(Saved data entries)
//! # Gatehouse Testing
//!
//! Helpers for testing reducers without a running store:
//!
//! - [`ReducerTest`]: Given-When-Then harness around a single `reduce` call
//! - [`effects::run_effects`]: drives returned effects to completion and
//!   collects the actions they would feed back
//! - [`assertions`]: shape checks for effect lists
//! - [`init_test_tracing`]: opt-in log output for a test run
//!
//! ## Example
//!
//! ```ignore
//! use gatehouse_testing::{ReducerTest, effects::run_effects};
//!
//! #[tokio::test]
//! async fn initialize_requests_session() {
//!     let env = test_environment();
//!     let mut state = SessionState::default();
//!     let effects = SessionReducer::new().reduce(&mut state, SessionAction::Initialize, &env);
//!
//!     let actions = run_effects(effects).await;
//!     assert!(matches!(actions[0], SessionAction::SessionResolved { .. }));
//! }
//! ```


pub use reducer_test::{ReducerTest, assertions};

/// Drive effect descriptions outside a store
pub mod effects {
    use futures::future::join_all;
    use gatehouse_core::effect::Effect;

    /// Execute effects and return every action they produce
    ///
    /// Produced actions are *not* reduced; the caller decides whether to feed
    /// them back. Effects run concurrently, as they would in a store, and
    /// their actions appear in declaration order regardless of completion
    /// order.
    pub async fn run_effects<A, I>(effects: I) -> Vec<A>
    where
        I: IntoIterator<Item = Effect<A>>,
    {
        join_all(effects.into_iter().map(run_effect))
            .await
            .into_iter()
            .flatten()
            .collect()
    }

    /// Execute a single effect
    pub async fn run_effect<A>(effect: Effect<A>) -> Option<A> {
        match effect {
            Effect::None => None,
            Effect::Future(fut) => fut.await,
        }
    }
}

/// Install a fmt subscriber honouring `RUST_LOG`, once per process
///
/// Output goes through the test writer so it is captured unless the test
/// fails or `--nocapture` is passed.
pub fn init_test_tracing() {
    use tracing_subscriber::EnvFilter;

    static INIT: std::sync::Once = std::sync::Once::new();
    INIT.call_once(|| {
        let _ = tracing_subscriber::fmt()
            .with_env_filter(
                EnvFilter::try_from_default_env().unwrap_or_else(|_| EnvFilter::new("warn")),
            )
            .with_test_writer()
            .try_init();
    });
}

#[cfg(test)]
mod tests {
    use super::effects::{run_effect, run_effects};
    use gatehouse_core::effect::Effect;
    use std::time::Duration;

    #[derive(Debug, Clone, PartialEq)]
    enum Step {
        First,
        Second,
        Third,
    }

    #[tokio::test]
    async fn actions_keep_declaration_order() {
        let effects: Vec<Effect<Step>> = vec![
            Effect::Future(Box::pin(async {
                tokio::time::sleep(Duration::from_millis(20)).await;
                Some(Step::First)
            })),
            Effect::None,
            Effect::Future(Box::pin(async { None })),
            Effect::Future(Box::pin(async { Some(Step::Second) })),
        ];

        assert_eq!(run_effects(effects).await, vec![Step::First, Step::Second]);
    }

    #[tokio::test]
    async fn single_effect_yields_its_action() {
        assert_eq!(run_effect::<Step>(Effect::None).await, None);
        let third: Effect<Step> = Effect::Future(Box::pin(async { Some(Step::Third) }));
        assert_eq!(run_effect(third).await, Some(Step::Third));
    }

    #[test]
    fn init_test_tracing_is_idempotent() {
        super::init_test_tracing();
        super::init_test_tracing();
    }
}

### [What you have to do]
Search the data for the string "back" and copy out every line where it is found.

### [Result for this task]
//!   collects the actions they would feed back
    /// them back. Effects run concurrently, as they would in a store, and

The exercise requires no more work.